Software Carpentry:

Materials: If you have not already done so, please download the lesson materials for this bootcamp, unzip it, then go to the directory shell, and open (double click) on the file shell.Rproj to open Rstudio.

Initial setup (for Windows users only):

Open your Terminal and type the following command:

echo "export TERM=msys" >> ~/.bashrc

Then restart your machine.

What is the shell and how do I access it?

The shell is a program that presents a command line interface (CLI) which allows you to control your computer using commands entered with a keyboard. Whereas, the graphical user interface (GUIs) allows you to control your computer with a mouse and keyboard combination.

A terminal is a program you run that gives you access to the shell. There are many different terminal programs that vary across operating systems.

The shell and R are similar in many ways; the most obvious being that you interact using a command line. However, they have been designed for very different reasons. R has been designed with data and analysis in mind. The shell is designed with the file system and running programs in mind.

Some important reasons to learn about the shell include:

A powerful way of interacting with your computer.
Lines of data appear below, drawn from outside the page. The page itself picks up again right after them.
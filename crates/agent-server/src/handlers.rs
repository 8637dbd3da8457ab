//! HTTP/WebSocket Handlers
//!
//! One turn per submission: the user message is recorded, a fresh provider
//! and agent are built from the request's Groq key, the agent runs (its
//! reasoning streamed over the WebSocket variant), and the final answer is
//! appended to the session. A failed turn appends no assistant message.

use std::sync::Arc;

use axum::{
    extract::{
        ws::{Message, WebSocket},
        Path, State, WebSocketUpgrade,
    },
    http::StatusCode,
    response::Response,
    Json,
};
use futures::{SinkExt, StreamExt};
use serde::{Deserialize, Serialize};

use agent_core::{
    event::EventSink,
    message::Conversation,
    provider::GenerationOptions,
    reasoning::{Agent, AgentConfig},
    AgentError, LlmProvider, Session, SessionId, SessionStore,
};
use agent_runtime::GroqProvider;
use research_tools::RESEARCH_AGENT_PROMPT;

use crate::state::{AppState, GREETING};

// ============================================================================
// Request/Response Types
// ============================================================================

#[derive(Serialize)]
pub struct HealthResponse {
    pub status: &'static str,
    pub version: &'static str,
    pub tools: usize,
}

/// A chat submission. `api_key` is the user's Groq credential; it is used
/// for exactly one turn and never logged or stored.
#[derive(Deserialize)]
pub struct ChatRequest {
    pub message: String,
    #[serde(default)]
    pub api_key: String,
    #[serde(default)]
    pub session_id: Option<String>,
}

#[derive(Serialize)]
pub struct ChatResponse {
    pub message: String,
    pub session_id: String,
    pub model: String,
}

#[derive(Serialize)]
pub struct ErrorResponse {
    pub error: String,
    pub code: String,
}

#[derive(Serialize)]
pub struct SessionMessagesResponse {
    pub session_id: String,
    pub messages: Vec<agent_core::Message>,
}

fn error_response(err: &AgentError) -> (StatusCode, Json<ErrorResponse>) {
    let (status, code) = match err {
        AgentError::Auth(_) => (StatusCode::UNAUTHORIZED, "INVALID_API_KEY"),
        AgentError::RateLimited(_) => (StatusCode::TOO_MANY_REQUESTS, "RATE_LIMITED"),
        AgentError::ProviderUnavailable(_) => (StatusCode::BAD_GATEWAY, "PROVIDER_UNAVAILABLE"),
        _ => (StatusCode::INTERNAL_SERVER_ERROR, "AGENT_ERROR"),
    };
    (
        status,
        Json(ErrorResponse {
            error: err.user_message(),
            code: code.into(),
        }),
    )
}

// ============================================================================
// Turn Executor
// ============================================================================

/// Execute one turn against a session.
///
/// The user message is recorded up front (dispatched); the agent runs on a
/// scratch conversation so its tool observations never enter the display
/// history; the assistant answer is appended only on success (completed).
pub(crate) async fn run_turn(
    provider: Arc<dyn LlmProvider>,
    state: &AppState,
    session_id: Option<String>,
    message: &str,
    sink: Option<&EventSink>,
) -> Result<(Session, String), AgentError> {
    let mut session = match session_id {
        Some(id) => {
            let id = SessionId::from_string(id);
            state
                .sessions
                .load(&id)?
                .unwrap_or_else(|| Session::with_greeting(GREETING))
        }
        None => Session::with_greeting(GREETING),
    };

    session.push_user(message);
    state.sessions.save(&session)?;

    // Scratch conversation: display history only; the system prompt is
    // inserted by the agent, and tool observations stay out of the session.
    let mut scratch = Conversation::new();
    for msg in session.conversation.messages() {
        scratch.push(msg.clone());
    }

    let config = AgentConfig {
        system_prompt: RESEARCH_AGENT_PROMPT.into(),
        generation: GenerationOptions {
            model: state.model.clone(),
            ..Default::default()
        },
        ..Default::default()
    };

    let agent = Agent::new(provider, state.tools.clone(), config);

    let answer = match sink {
        Some(sink) => agent.run_with_events(&mut scratch, sink).await?,
        None => agent.run(&mut scratch).await?,
    };

    session.push_assistant(&answer);
    state.sessions.save(&session)?;

    Ok((session, answer))
}

// ============================================================================
// Handlers
// ============================================================================

/// Health check endpoint
pub async fn health_check(State(state): State<AppState>) -> Json<HealthResponse> {
    Json(HealthResponse {
        status: "healthy",
        version: env!("CARGO_PKG_VERSION"),
        tools: state.tools.len(),
    })
}

/// List registered tool descriptors
pub async fn list_tools(State(state): State<AppState>) -> Json<Vec<agent_core::ToolSpec>> {
    let mut specs = state.tools.specs();
    specs.sort_by(|a, b| a.name.cmp(&b.name));
    Json(specs)
}

/// Display history for a session
pub async fn session_messages(
    State(state): State<AppState>,
    Path(id): Path<String>,
) -> Result<Json<SessionMessagesResponse>, (StatusCode, Json<ErrorResponse>)> {
    let session_id = SessionId::from_string(&id);
    let session = state
        .sessions
        .load(&session_id)
        .map_err(|e| error_response(&e))?
        .ok_or_else(|| {
            (
                StatusCode::NOT_FOUND,
                Json(ErrorResponse {
                    error: format!("No session {}", id),
                    code: "SESSION_NOT_FOUND".into(),
                }),
            )
        })?;

    Ok(Json(SessionMessagesResponse {
        session_id: id,
        messages: session.conversation.messages().to_vec(),
    }))
}

/// Main chat endpoint (non-streaming)
pub async fn chat_handler(
    State(state): State<AppState>,
    Json(payload): Json<ChatRequest>,
) -> Result<Json<ChatResponse>, (StatusCode, Json<ErrorResponse>)> {
    let provider: Arc<dyn LlmProvider> = Arc::new(GroqProvider::new(payload.api_key));

    let (session, answer) = run_turn(
        provider,
        &state,
        payload.session_id,
        &payload.message,
        None,
    )
    .await
    .map_err(|e| {
        tracing::error!(error = %e, "Turn failed");
        error_response(&e)
    })?;

    Ok(Json(ChatResponse {
        message: answer,
        session_id: session.id.to_string(),
        model: state.model.clone(),
    }))
}

/// WebSocket streaming chat
pub async fn chat_stream_handler(
    ws: WebSocketUpgrade,
    State(state): State<AppState>,
) -> Response {
    ws.on_upgrade(move |socket| handle_stream(socket, state))
}

async fn handle_stream(socket: WebSocket, state: AppState) {
    let (mut sender, mut receiver) = socket.split();

    while let Some(msg) = receiver.next().await {
        let msg = match msg {
            Ok(Message::Text(text)) => text,
            Ok(Message::Close(_)) => break,
            Err(e) => {
                tracing::error!(error = %e, "WebSocket error");
                break;
            }
            _ => continue,
        };

        let request: ChatRequest = match serde_json::from_str(&msg) {
            Ok(r) => r,
            Err(e) => {
                let frame = serde_json::json!({"type": "error", "message": e.to_string()});
                if sender.send(Message::Text(frame.to_string().into())).await.is_err() {
                    break;
                }
                continue;
            }
        };

        let provider: Arc<dyn LlmProvider> = Arc::new(GroqProvider::new(request.api_key));
        let (tx, mut rx) = tokio::sync::mpsc::unbounded_channel();

        // The turn and the event forwarder run on this task; events fire on
        // the same execution path as the reasoning loop.
        let turn = async {
            let result = run_turn(
                provider,
                &state,
                request.session_id,
                &request.message,
                Some(&tx),
            )
            .await;
            drop(tx);
            result
        };

        let forward = async {
            while let Some(event) = rx.recv().await {
                let Ok(text) = serde_json::to_string(&event) else {
                    continue;
                };
                if sender.send(Message::Text(text.into())).await.is_err() {
                    break;
                }
            }
        };

        let (result, ()) = tokio::join!(turn, forward);

        match result {
            Ok((session, _answer)) => {
                let frame = serde_json::json!({
                    "type": "done",
                    "session_id": session.id.to_string(),
                });
                if sender.send(Message::Text(frame.to_string().into())).await.is_err() {
                    break;
                }
            }
            Err(e) => {
                tracing::error!(error = %e, "Streaming turn failed");
                let frame = serde_json::json!({
                    "type": "error",
                    "message": e.user_message(),
                });
                if sender.send(Message::Text(frame.to_string().into())).await.is_err() {
                    break;
                }
            }
        }
    }
}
You will also be able to perform many tasks more efficiently than with a GUI.
The shell provide an excellent mechanism for creating workflows that require different software applications, and in a repeatable way.
Useful for accessing remote servers.
Creating documentation if you use alternatives to MS Word (e.g., Markdown, LaTeX).
It is very common to encounter the shell and command-line-interfaces in scientific computing, so you will probably need to learn it eventually.

The most common shell (and the one we will use) is called the Bourne-Again SHell (bash). Even if bash is not the default shell, it is usually installed on most systems and can be started by typing bash in the terminal.

(Here is a link for more information)

Let's get started

Open your Terminal (i.e., the shell prompt).

Yours might look different. Usually includes something like username@machinename, followed by the current working directory (more about that soon) and a $ sign

Entering commands into the shell

You can just enter commands directly into the shell.

echo Hello World

We just used a command called echo and gave it an argument called Hello World.

If you enter a command that shell doesn't recognize, it will just report an error.

Let's navigate to the home directory of your computer.

cd ~
pwd

What is the result?

How commands work in the shell

Commands are often followed by one or more options that modify their behavior.

command -letter
command --word

Try this:

ls -l

After options, there can be one or more arguments, which are the items upon which the command acts.

ls -l lessons

Knowing where you are and seeing what's around

The first thing you want to do is get an idea of where you are in the file system. This is more obvious using a GUI, and you can just click on things to move around and interact with files and directories.

The three important commands for getting around are:

pwd print working directory. Tells you where you are.
cd change directory. You say where you want to go.
ls list. List all the files and folders in your current location.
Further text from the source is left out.